Recording Voiceovers From Home — Part 4: Cleaning and Finalizing

If you’ve been following this four-part series, then you’ll know that we’ve already covered choosing your microphone, preparing your environment, and recording your voiceover. Now it’s time to finish things off. And for this, we’ll be staying in Adobe Audition. It’s not your only option, and a lot of the features noted here can also be found in other applications, so you should be able to follow this guide even if you’re using a different editing tool.

Adobe Audition is a powerful audio editor, and like most of its type, the extent of its feature set can make it intimidating to the newcomer (or even a video veteran who’s never seen a spectral frequency display before).

So before we get down to the specifics of editing and cleanup, let’s take a look at the displays you’ll be using in post—waveform and spectral frequency.

Waveform

This is the simplest and most familiar of the two and is time (x) plotted against amplitude (y), with peaks indicating loudness. Just as with the Levels meter, this is measured in dBFS (decibels relative to full scale) with a maximum peak of 0dBFS.

Once you get to know the spectral frequency display a bit better, you’ll probably rely on the waveform view a lot less. But it’s still useful to check for instances of audio clipping, or creating fade envelopes, or seeing how much headroom might be available for gain or compression. But the chances are that you’ll spend most of your time with the waveform view minimized to give the spectral frequency more room, which you can do by dragging the horizontal divider up and down to suit.

Spectral frequency

At first glance, the spectral frequency display (Shift+D) can be intimidating, but it’s actually pretty simple. It plots time (x) against audio frequency (y), and the colors are just a heatmap that shows how loud the sound is at a given frequency. The brighter the color, the louder the sound, so cross-referencing bright and dark areas against the frequency axis will give you a surprisingly good idea of the sound being made.

Now, I’m not saying that you’ll be able to read words, but you’ll start to pick out some of the more obvious sounds, transients, and phonemes with a bit of practice.

To provide a more visual example, here are the waveform and spectral frequency views of me saying “mmmmmmm” and then “tsssssssssssss”.

Humming lives in the lower frequencies, so you can see my “mmmmm” is hottest between 200 and 500Hz, while the high-frequency sibilance of my “tsssss” looks brighter between the 4kHz to 10kHz mark. In comparison, the waveform offers less granular information, but you can still tell where each sound starts and stops, as well as their differences in amplitude.

Now we know what we’re looking at. Let’s get to work.

Create your rough cut

The first thing to do with your recording is to edit out the garbage, leaving you with a single audio file that matches your script. Just use the time selector (T) to highlight the bits you don’t want to keep and delete them.
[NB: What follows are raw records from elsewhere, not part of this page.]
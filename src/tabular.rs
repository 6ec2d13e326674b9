//! Tabular (SQL) filter dialect.
//!
//! Renders `WHERE`-clause fragments with `?` bind parameters. Only the
//! rendering side exists here; executing the statement is left to whatever
//! relational client the host uses.

use crate::error::CompileErrorKind;
use crate::expression::{BinaryOperator, FunctionKind};
use crate::filter::dialect::{coerce_literal, FilterDialect, Term};
use crate::filter::part::FilterPart;
use crate::filter::schema::{AttributeDefinition, AttributeSchema};
use crate::value::{Value, ValueType};

/// SQL dialect over a column schema
#[derive(Debug, Clone, Default)]
pub struct TabularDialect {
    schema: AttributeSchema,
}

impl TabularDialect {
    pub fn new(schema: AttributeSchema) -> Self {
        Self { schema }
    }

    pub fn schema(&self) -> &AttributeSchema {
        &self.schema
    }

    fn term_part(&self, term: &Term, expected: ValueType) -> Result<FilterPart, CompileErrorKind> {
        match term {
            Term::Attribute(attr) => Ok(self.attribute_part(attr)),
            Term::Computed(part, _) => Ok(part.clone()),
            Term::Value(value) => self.literal_part(value, expected),
        }
    }

    fn membership(
        &self,
        op: BinaryOperator,
        left: &Term,
        right: &Term,
    ) -> Result<FilterPart, CompileErrorKind> {
        let Term::Value(candidates) = right else {
            return Err(CompileErrorKind::Unsupported(format!(
                "'{}' against a column",
                op.as_str()
            )));
        };
        let target = left.value_type();
        if target == ValueType::Collection {
            return Err(CompileErrorKind::Unsupported(
                "collection-valued columns".to_string(),
            ));
        }

        let negated = op == BinaryOperator::ContainsNone;
        let elements = candidates.elements();
        if elements.is_empty() {
            return Ok(self.truth(negated));
        }
        let params = elements
            .iter()
            .map(|element| coerce_literal(element, target))
            .collect::<Result<Vec<_>, _>>()?;
        let placeholders = vec!["?"; params.len()].join(", ");

        let column = self.term_part(left, target)?;
        let keyword = if negated { " NOT IN (" } else { " IN (" };
        let predicate = FilterPart::new()
            .part(column.clone())
            .text(keyword)
            .part(FilterPart::with_params(placeholders, params))
            .text(")");
        if negated && is_nullable(left) {
            return Ok(FilterPart::from_text("(")
                .part(predicate)
                .text(" OR ")
                .part(column)
                .text(" IS NULL)"));
        }
        Ok(predicate)
    }
}

fn is_nullable(term: &Term) -> bool {
    matches!(term, Term::Attribute(attr) if attr.nullable)
}

fn comparison_operator(op: BinaryOperator) -> Option<&'static str> {
    match op {
        BinaryOperator::Eq => Some(" = "),
        BinaryOperator::Ne => Some(" != "),
        BinaryOperator::Lt => Some(" < "),
        BinaryOperator::Le => Some(" <= "),
        BinaryOperator::Gt => Some(" > "),
        BinaryOperator::Ge => Some(" >= "),
        BinaryOperator::Like => Some(" LIKE "),
        _ => None,
    }
}

impl FilterDialect for TabularDialect {
    fn name(&self) -> &'static str {
        "tabular"
    }

    fn attribute(&self, name: &str) -> Option<&AttributeDefinition> {
        self.schema.get(name)
    }

    fn attribute_part(&self, attribute: &AttributeDefinition) -> FilterPart {
        FilterPart::from_text(&attribute.backend_name)
    }

    fn literal_part(&self, value: &Value, expected: ValueType) -> Result<FilterPart, CompileErrorKind> {
        let value = coerce_literal(value, expected)?;
        if let Value::Object(_) = value {
            return Err(CompileErrorKind::InvalidLiteral(
                "objects cannot be bound as parameters".to_string(),
            ));
        }
        Ok(FilterPart::with_params("?", vec![value]))
    }

    fn comparison(
        &self,
        op: BinaryOperator,
        left: &Term,
        right: &Term,
    ) -> Result<FilterPart, CompileErrorKind> {
        if matches!(op, BinaryOperator::ContainsOneOf | BinaryOperator::ContainsNone) {
            return self.membership(op, left, right);
        }

        if let Term::Value(Value::Null) = right {
            return match op {
                BinaryOperator::Eq => self.null_check(left, true),
                BinaryOperator::Ne => self.null_check(left, false),
                _ => Ok(self.truth(false)),
            };
        }

        // Boolean expressions are predicates already
        if let (Term::Computed(part, ValueType::Boolean), Term::Value(Value::Boolean(b))) = (left, right)
        {
            let matches_true = *b == (op == BinaryOperator::Eq);
            if matches!(op, BinaryOperator::Eq | BinaryOperator::Ne) {
                return Ok(if matches_true {
                    part.clone()
                } else {
                    self.negation(part.clone())
                });
            }
        }

        let sql_op = comparison_operator(op).ok_or_else(|| {
            CompileErrorKind::Unsupported(format!("'{}' as a comparison", op.as_str()))
        })?;
        let target = match (op, left.value_type()) {
            (BinaryOperator::Like, _) => ValueType::String,
            (_, ValueType::Any) => right.value_type(),
            (_, value_type) => value_type,
        };

        let left_part = self.term_part(left, target)?;
        let predicate = FilterPart::new()
            .part(left_part.clone())
            .text(sql_op)
            .part(self.term_part(right, target)?);

        // `!=` must also match rows where the column is NULL
        if op == BinaryOperator::Ne && is_nullable(left) {
            return Ok(FilterPart::from_text("(")
                .part(predicate)
                .text(" OR ")
                .part(left_part)
                .text(" IS NULL)"));
        }
        Ok(predicate)
    }

    fn null_check(&self, term: &Term, is_null: bool) -> Result<FilterPart, CompileErrorKind> {
        if let Term::Value(value) = term {
            return Ok(self.truth(value.is_null() == is_null));
        }
        let part = self.term_part(term, ValueType::Any)?;
        Ok(part.text(if is_null { " IS NULL" } else { " IS NOT NULL" }))
    }

    fn junction(&self, op: BinaryOperator, parts: Vec<FilterPart>) -> FilterPart {
        let separator = if op == BinaryOperator::Or { " OR " } else { " AND " };
        let mut junction = FilterPart::from_text("(");
        for (i, part) in parts.into_iter().enumerate() {
            if i > 0 {
                junction.push_text(separator, Vec::new());
            }
            junction.push_part(part);
        }
        junction.text(")")
    }

    fn negation(&self, part: FilterPart) -> FilterPart {
        FilterPart::from_text("NOT (").part(part).text(")")
    }

    fn truth(&self, value: bool) -> FilterPart {
        FilterPart::from_text(if value { "1 = 1" } else { "1 = 0" })
    }

    fn arithmetic(
        &self,
        op: BinaryOperator,
        left: &Term,
        right: &Term,
    ) -> Result<FilterPart, CompileErrorKind> {
        let textual = op == BinaryOperator::Add
            && (left.value_type() == ValueType::String || right.value_type() == ValueType::String);
        let (sql_op, target) = match op {
            BinaryOperator::Add if textual => (" || ", ValueType::String),
            BinaryOperator::Add => (" + ", ValueType::Number),
            BinaryOperator::Sub => (" - ", ValueType::Number),
            BinaryOperator::Mul => (" * ", ValueType::Number),
            BinaryOperator::Div => (" / ", ValueType::Number),
            BinaryOperator::Mod => (" % ", ValueType::Number),
            other => {
                return Err(CompileErrorKind::Unsupported(format!(
                    "'{}' as arithmetic",
                    other.as_str()
                )))
            }
        };
        Ok(FilterPart::from_text("(")
            .part(self.term_part(left, target)?)
            .text(sql_op)
            .part(self.term_part(right, target)?)
            .text(")"))
    }

    fn function(&self, function: FunctionKind, args: &[Term]) -> Result<FilterPart, CompileErrorKind> {
        let argument_type = function.argument_type();
        let parts = args
            .iter()
            .map(|arg| self.term_part(arg, argument_type))
            .collect::<Result<Vec<_>, _>>()?;

        let call = |name: &str, part: &FilterPart| {
            FilterPart::from_text(format!("{}(", name)).part(part.clone()).text(")")
        };
        match (function, parts.as_slice()) {
            (FunctionKind::Lower, [arg]) => Ok(call("LOWER", arg)),
            (FunctionKind::Upper, [arg]) => Ok(call("UPPER", arg)),
            (FunctionKind::Size, [arg]) => Ok(call("LENGTH", arg)),
            (FunctionKind::IsEmpty, [arg]) => Ok(FilterPart::from_text("(")
                .part(arg.clone())
                .text(" IS NULL OR ")
                .part(arg.clone())
                .part(FilterPart::with_params(" = ?", vec![Value::string("")]))
                .text(")")),
            (FunctionKind::Concat, parts) if !parts.is_empty() => {
                let mut concat = FilterPart::from_text("(");
                for (i, part) in parts.iter().enumerate() {
                    if i > 0 {
                        concat.push_text(" || ", Vec::new());
                    }
                    concat.push_part(part.clone());
                }
                Ok(concat.text(")"))
            }
            (function, _) => Err(CompileErrorKind::Unsupported(format!(
                "{}() over columns",
                function.name()
            ))),
        }
    }
}

#[cfg(test)]
mod tests {
    use super::*;
    use crate::filter::{DatasourceFilter, ExpressionQueryRequest};
    use crate::expression::ExpressionParser;
    use std::sync::Arc;

    fn filter(code: &str) -> anyhow::Result<DatasourceFilter> {
        let schema = AttributeSchema::new()
            .with(AttributeDefinition::new("age", ValueType::Number))
            .with(AttributeDefinition::new("name", ValueType::String).with_backend_name("last_name"))
            .with(AttributeDefinition::new("email", ValueType::String).nullable())
            .with(AttributeDefinition::new("created", ValueType::Date));
        let expr = ExpressionParser::default().parse_str(code)?;
        let mut filter = DatasourceFilter::new(Arc::new(TabularDialect::new(schema)));
        filter.compile(&expr)?;
        Ok(filter)
    }

    fn render(code: &str) -> anyhow::Result<(String, Vec<Value>)> {
        let merged = filter(code)?.merge(&ExpressionQueryRequest::new())?;
        Ok(merged.into_parts())
    }

    #[test]
    fn test_conjunction_with_parameters() -> anyhow::Result<()> {
        let (statement, params) = render("object.age > 30 and object.name = 'Smith'")?;
        assert_eq!(statement, "(age > ? AND last_name = ?)");
        assert_eq!(params, vec![Value::Integer(30), Value::string("Smith")]);
        Ok(())
    }

    #[test]
    fn test_null_safe_comparisons() -> anyhow::Result<()> {
        assert_eq!(render("object.email == null")?.0, "email IS NULL");
        assert_eq!(render("object.email notnull")?.0, "email IS NOT NULL");
        assert_eq!(
            render("object.email != 'a@b'")?,
            (
                "(email != ? OR email IS NULL)".to_string(),
                vec![Value::string("a@b")]
            )
        );
        // Non-nullable columns need no NULL branch
        assert_eq!(render("object.age != 3")?.0, "age != ?");
        Ok(())
    }

    #[test]
    fn test_membership() -> anyhow::Result<()> {
        let parser = ExpressionParser::default();
        let expr = parser.parse_str("object.age containsoneof user.ages")?;
        let mut filter = filter("true")?;
        filter.compile(&expr)?;

        let ages = crate::resolve::MapResolvable::new()
            .with("ages", vec![18, 21])
            .into_shared();
        let request = ExpressionQueryRequest::new().with_resolver(Arc::new(
            crate::resolve::PropertyResolver::new().with_root("user", ages),
        ));
        let (statement, params) = filter.merge(&request)?.into_parts();
        assert_eq!(statement, "age IN (?, ?)");
        assert_eq!(params, vec![Value::Integer(18), Value::Integer(21)]);

        assert_eq!(render("object.email containsnone 'x'")?.0, "(email NOT IN (?) OR email IS NULL)");
        // Empty candidate lists collapse to constants
        assert_eq!(render("object.age containsoneof user.none")?.0, "1 = 0");
        Ok(())
    }

    #[test]
    fn test_functions_and_arithmetic() -> anyhow::Result<()> {
        let (statement, params) = render("lower(object.name) like 'sm%' and object.age + 1 >= 18")?;
        assert_eq!(statement, "(LOWER(last_name) LIKE ? AND (age + ?) >= ?)");
        assert_eq!(
            params,
            vec![Value::string("sm%"), Value::Integer(1), Value::Integer(18)]
        );

        assert_eq!(
            render("concat(object.name, '-', object.email) == 'a-b'")?.0,
            "(last_name || ? || email) = ?"
        );
        assert_eq!(render("isempty(object.email)")?.0, "(email IS NULL OR email = ?)");
        assert_eq!(render("not isempty(object.email)")?.0, "NOT ((email IS NULL OR email = ?))");
        Ok(())
    }

    #[test]
    fn test_column_to_column_and_literal_coercion() -> anyhow::Result<()> {
        assert_eq!(render("object.age < object.created")?.0, "age < created");
        assert_eq!(
            render("object.age == '42'")?,
            ("age = ?".to_string(), vec![Value::Integer(42)])
        );
        assert_eq!(render("not (object.age > 1 or object.age < 0)")?.0, "NOT ((age > ? OR age < ?))");
        Ok(())
    }
}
If you took my earlier advice and have ten seconds of silence/ambiance at the beginning of your recording, leave this in place. And don’t worry too much about timing at this stage, we can refine things later.

Snapping

Audition enables “snapping” on the timeline by default, but you can toggle it with the S key or by clicking on the magnet icon at the top right of the Editor panel. For the most part, you should leave snapping turned off as this will make it easier to make accurate manual selections. The exception to this is when you’re using markers.

Marker selection

To avoid losing your place while editing, use the M or * key to create a cue marker under your CTI (current time indicator, or playhead) to locate the In point of your edit. Then find your Out point and mark it in the same fashion.
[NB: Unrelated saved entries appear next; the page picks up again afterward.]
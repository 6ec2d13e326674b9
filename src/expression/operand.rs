//! Operand vocabulary and the keyword registry.
//!
//! Every keyword the parser understands lives in exactly one of four
//! namespaces: functions, left-unary (prefix) operators, right-unary
//! (postfix) operators and binary operators. The registry is built once and
//! only read afterwards.

use super::error::RegistryError;
use super::token::is_single_keyword;
use crate::value::ValueType;
use serde::{Deserialize, Serialize};
use std::collections::HashMap;

/// Binary operators supported in expressions
#[derive(Debug, Clone, Copy, PartialEq, Eq, Hash, Serialize, Deserialize)]
pub enum BinaryOperator {
    // Logical
    Or,
    And,

    // Comparison
    Eq,
    Ne,
    Lt,
    Le,
    Gt,
    Ge,
    Like,
    ContainsOneOf,
    ContainsNone,

    // Arithmetic
    Add,
    Sub,
    Mul,
    Div,
    Mod,
}

impl BinaryOperator {
    /// Binding strength, higher binds tighter
    pub fn precedence(&self) -> u8 {
        match self {
            BinaryOperator::Or => 1,
            BinaryOperator::And => 2,
            BinaryOperator::Eq
            | BinaryOperator::Ne
            | BinaryOperator::Lt
            | BinaryOperator::Le
            | BinaryOperator::Gt
            | BinaryOperator::Ge
            | BinaryOperator::Like
            | BinaryOperator::ContainsOneOf
            | BinaryOperator::ContainsNone => 3,
            BinaryOperator::Add | BinaryOperator::Sub => 4,
            BinaryOperator::Mul | BinaryOperator::Div | BinaryOperator::Mod => 5,
        }
    }

    pub fn is_logical(&self) -> bool {
        matches!(self, BinaryOperator::And | BinaryOperator::Or)
    }

    pub fn is_comparison(&self) -> bool {
        self.precedence() == 3
    }

    pub fn is_arithmetic(&self) -> bool {
        self.precedence() >= 4
    }

    /// Types the left and right operands are expected to have
    pub fn operand_types(&self) -> (ValueType, ValueType) {
        match self {
            BinaryOperator::Or | BinaryOperator::And => (ValueType::Boolean, ValueType::Boolean),
            BinaryOperator::Like => (ValueType::String, ValueType::String),
            BinaryOperator::ContainsOneOf | BinaryOperator::ContainsNone => {
                (ValueType::Any, ValueType::Collection)
            }
            // `+` also concatenates strings
            BinaryOperator::Add => (ValueType::Any, ValueType::Any),
            BinaryOperator::Sub | BinaryOperator::Mul | BinaryOperator::Div | BinaryOperator::Mod => {
                (ValueType::Number, ValueType::Number)
            }
            _ => (ValueType::Any, ValueType::Any),
        }
    }

    /// Type of the value this operator produces
    pub fn output_type(&self) -> ValueType {
        match self {
            BinaryOperator::Add => ValueType::Any,
            op if op.is_arithmetic() => ValueType::Number,
            _ => ValueType::Boolean,
        }
    }

    /// Operator to use when the operands are swapped, if the operator allows it
    pub fn flip(&self) -> Option<BinaryOperator> {
        match self {
            BinaryOperator::Eq => Some(BinaryOperator::Eq),
            BinaryOperator::Ne => Some(BinaryOperator::Ne),
            BinaryOperator::Lt => Some(BinaryOperator::Gt),
            BinaryOperator::Le => Some(BinaryOperator::Ge),
            BinaryOperator::Gt => Some(BinaryOperator::Lt),
            BinaryOperator::Ge => Some(BinaryOperator::Le),
            _ => None,
        }
    }

    /// Canonical keyword for this operator
    pub fn as_str(&self) -> &'static str {
        match self {
            BinaryOperator::Or => "or",
            BinaryOperator::And => "and",
            BinaryOperator::Eq => "==",
            BinaryOperator::Ne => "!=",
            BinaryOperator::Lt => "<",
            BinaryOperator::Le => "<=",
            BinaryOperator::Gt => ">",
            BinaryOperator::Ge => ">=",
            BinaryOperator::Like => "like",
            BinaryOperator::ContainsOneOf => "containsoneof",
            BinaryOperator::ContainsNone => "containsnone",
            BinaryOperator::Add => "+",
            BinaryOperator::Sub => "-",
            BinaryOperator::Mul => "*",
            BinaryOperator::Div => "/",
            BinaryOperator::Mod => "%",
        }
    }
}

/// Unary operators supported in expressions
#[derive(Debug, Clone, Copy, PartialEq, Eq, Hash, Serialize, Deserialize)]
pub enum UnaryOperator {
    Not,
    Negate,
    IsNull,
    NotNull,
}

impl UnaryOperator {
    pub fn operand_type(&self) -> ValueType {
        match self {
            UnaryOperator::Not => ValueType::Boolean,
            UnaryOperator::Negate => ValueType::Number,
            UnaryOperator::IsNull | UnaryOperator::NotNull => ValueType::Any,
        }
    }

    pub fn output_type(&self) -> ValueType {
        match self {
            UnaryOperator::Negate => ValueType::Number,
            _ => ValueType::Boolean,
        }
    }

    /// Whether the operator is written after its operand
    pub fn is_postfix(&self) -> bool {
        matches!(self, UnaryOperator::IsNull | UnaryOperator::NotNull)
    }

    pub fn as_str(&self) -> &'static str {
        match self {
            UnaryOperator::Not => "not",
            UnaryOperator::Negate => "-",
            UnaryOperator::IsNull => "isnull",
            UnaryOperator::NotNull => "notnull",
        }
    }
}

/// Built-in functions
#[derive(Debug, Clone, Copy, PartialEq, Eq, Hash, Serialize, Deserialize)]
pub enum FunctionKind {
    Concat,
    Lower,
    Upper,
    IsEmpty,
    Size,
    Now,
}

impl FunctionKind {
    pub fn name(&self) -> &'static str {
        match self {
            FunctionKind::Concat => "concat",
            FunctionKind::Lower => "lower",
            FunctionKind::Upper => "upper",
            FunctionKind::IsEmpty => "isempty",
            FunctionKind::Size => "size",
            FunctionKind::Now => "now",
        }
    }

    /// Minimum and optional maximum number of arguments
    pub fn arity(&self) -> (usize, Option<usize>) {
        match self {
            FunctionKind::Concat => (1, None),
            FunctionKind::Lower | FunctionKind::Upper => (1, Some(1)),
            FunctionKind::IsEmpty | FunctionKind::Size => (1, Some(1)),
            FunctionKind::Now => (0, Some(0)),
        }
    }

    pub fn accepts(&self, count: usize) -> bool {
        let (min, max) = self.arity();
        count >= min && max.map_or(true, |max| count <= max)
    }

    /// Human readable arity for diagnostics
    pub fn arity_description(&self) -> String {
        match self.arity() {
            (min, Some(max)) if min == max => min.to_string(),
            (min, Some(max)) => format!("{}..{}", min, max),
            (min, None) => format!("at least {}", min),
        }
    }

    pub fn argument_type(&self) -> ValueType {
        match self {
            FunctionKind::Concat | FunctionKind::Lower | FunctionKind::Upper => ValueType::String,
            _ => ValueType::Any,
        }
    }

    pub fn output_type(&self) -> ValueType {
        match self {
            FunctionKind::Concat | FunctionKind::Lower | FunctionKind::Upper => ValueType::String,
            FunctionKind::IsEmpty => ValueType::Boolean,
            FunctionKind::Size => ValueType::Number,
            FunctionKind::Now => ValueType::Date,
        }
    }

    /// Whether two evaluations may yield different results
    pub fn is_volatile(&self) -> bool {
        matches!(self, FunctionKind::Now)
    }
}

/// A keyword's meaning, tagged with the namespace it belongs to
#[derive(Debug, Clone, Copy, PartialEq, Eq)]
pub enum Operand {
    Function(FunctionKind),
    LeftUnary(UnaryOperator),
    RightUnary(UnaryOperator),
    Binary(BinaryOperator),
}

impl Operand {
    pub fn namespace(&self) -> &'static str {
        match self {
            Operand::Function(_) => "function",
            Operand::LeftUnary(_) => "left-unary",
            Operand::RightUnary(_) => "right-unary",
            Operand::Binary(_) => "binary",
        }
    }
}

const STANDARD_OPERANDS: &[(&str, Operand)] = &[
    ("or", Operand::Binary(BinaryOperator::Or)),
    ("||", Operand::Binary(BinaryOperator::Or)),
    ("and", Operand::Binary(BinaryOperator::And)),
    ("&&", Operand::Binary(BinaryOperator::And)),
    ("==", Operand::Binary(BinaryOperator::Eq)),
    ("=", Operand::Binary(BinaryOperator::Eq)),
    ("!=", Operand::Binary(BinaryOperator::Ne)),
    ("<", Operand::Binary(BinaryOperator::Lt)),
    ("<=", Operand::Binary(BinaryOperator::Le)),
    (">", Operand::Binary(BinaryOperator::Gt)),
    (">=", Operand::Binary(BinaryOperator::Ge)),
    ("like", Operand::Binary(BinaryOperator::Like)),
    ("containsoneof", Operand::Binary(BinaryOperator::ContainsOneOf)),
    ("containsnone", Operand::Binary(BinaryOperator::ContainsNone)),
    ("+", Operand::Binary(BinaryOperator::Add)),
    ("-", Operand::Binary(BinaryOperator::Sub)),
    ("*", Operand::Binary(BinaryOperator::Mul)),
    ("/", Operand::Binary(BinaryOperator::Div)),
    ("%", Operand::Binary(BinaryOperator::Mod)),
    ("not", Operand::LeftUnary(UnaryOperator::Not)),
    ("!", Operand::LeftUnary(UnaryOperator::Not)),
    ("isnull", Operand::RightUnary(UnaryOperator::IsNull)),
    ("notnull", Operand::RightUnary(UnaryOperator::NotNull)),
    ("concat", Operand::Function(FunctionKind::Concat)),
    ("lower", Operand::Function(FunctionKind::Lower)),
    ("upper", Operand::Function(FunctionKind::Upper)),
    ("isempty", Operand::Function(FunctionKind::IsEmpty)),
    ("size", Operand::Function(FunctionKind::Size)),
    ("now", Operand::Function(FunctionKind::Now)),
];

/// Keyword lookup table, one map per namespace
#[derive(Debug, Clone, Default)]
pub struct OperandRegistry {
    functions: HashMap<String, FunctionKind>,
    left_unary: HashMap<String, UnaryOperator>,
    right_unary: HashMap<String, UnaryOperator>,
    binary: HashMap<String, BinaryOperator>,
}

impl OperandRegistry {
    /// Create a registry without any keywords
    pub fn empty() -> Self {
        Self::default()
    }

    /// Create a registry holding the standard vocabulary
    pub fn standard() -> Self {
        let mut registry = Self::empty();
        for (keyword, operand) in STANDARD_OPERANDS {
            registry.insert(keyword.to_string(), *operand);
        }
        registry
    }

    /// Build a registry from explicit keyword/operand pairs, failing on the
    /// first cross-namespace conflict
    pub fn from_operands<'a>(
        operands: impl IntoIterator<Item = (&'a str, Operand)>,
    ) -> Result<Self, RegistryError> {
        let mut registry = Self::empty();
        for (keyword, operand) in operands {
            registry.register(keyword, operand)?;
        }
        Ok(registry)
    }

    /// Register a keyword, returning the operand it replaced in the same
    /// namespace. A keyword already used by another namespace is rejected,
    /// as is one the tokenizer would split into several tokens.
    pub fn register(
        &mut self,
        keyword: &str,
        operand: Operand,
    ) -> Result<Option<Operand>, RegistryError> {
        let keyword = normalize(keyword);
        if !is_single_keyword(&keyword) {
            return Err(RegistryError::InvalidKeyword(keyword));
        }

        if let Some(existing) = self.lookup(&keyword) {
            if existing.namespace() != operand.namespace() {
                return Err(RegistryError::KeywordConflict {
                    keyword,
                    existing: existing.namespace(),
                    requested: operand.namespace(),
                });
            }
        }

        Ok(self.insert(keyword, operand))
    }

    /// Look up a keyword in all namespaces
    pub fn create_operand(&self, keyword: &str) -> Option<Operand> {
        self.lookup(&normalize(keyword))
    }

    /// Total number of registered keywords
    pub fn len(&self) -> usize {
        self.functions.len() + self.left_unary.len() + self.right_unary.len() + self.binary.len()
    }

    pub fn is_empty(&self) -> bool {
        self.len() == 0
    }

    fn lookup(&self, keyword: &str) -> Option<Operand> {
        if let Some(function) = self.functions.get(keyword) {
            return Some(Operand::Function(*function));
        }
        if let Some(op) = self.left_unary.get(keyword) {
            return Some(Operand::LeftUnary(*op));
        }
        if let Some(op) = self.right_unary.get(keyword) {
            return Some(Operand::RightUnary(*op));
        }
        self.binary.get(keyword).map(|op| Operand::Binary(*op))
    }

    fn insert(&mut self, keyword: String, operand: Operand) -> Option<Operand> {
        match operand {
            Operand::Function(function) => self
                .functions
                .insert(keyword, function)
                .map(Operand::Function),
            Operand::LeftUnary(op) => self.left_unary.insert(keyword, op).map(Operand::LeftUnary),
            Operand::RightUnary(op) => self
                .right_unary
                .insert(keyword, op)
                .map(Operand::RightUnary),
            Operand::Binary(op) => self.binary.insert(keyword, op).map(Operand::Binary),
        }
    }
}

fn normalize(keyword: &str) -> String {
    keyword.trim().to_lowercase()
}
With snapping turned on, you’ll find it much easier to select the range between the two markers, and it’s a useful technique for making large selections.

 

Alternatively, you can select both of your markers in the Markers panel, by selecting them, right-clicking, and choosing Merge (or clicking on the Merge button). When you double-click on this new merged marker, the range between your In and Out points will be automatically selected, and you can hit the Delete key twice to delete the marker then your selection.

When you’ve finished your rough cut, save it as a new file to keep it separate from your original recording.

Normalize your audio

The next step is to normalize your recording. Hit F2, or click on Effects-Amplitude & Compression-Normalize (process), and this will adjust the gain to lift (or drop) the audio’s loudest peak to the value you set in the pop-up window.

Typically you can leave this at 0dB or -0.1dB, unless you want to leave some headroom for EQ (equalization) or a music bed later on, in which case, feel free to drop the ceiling a little.

 
Normalize will lift the gain across the entire selection, as long as there’s headroom.

If your recording levels were good, then normalization won’t make a big difference and you’ll only see a slight lift across the waveform when you apply it. If your levels were too low, then the difference can be pronounced. And if they were too high (clipped) at any point, then normalization will have no effect at all, because the clipped audio is already as high as it can go.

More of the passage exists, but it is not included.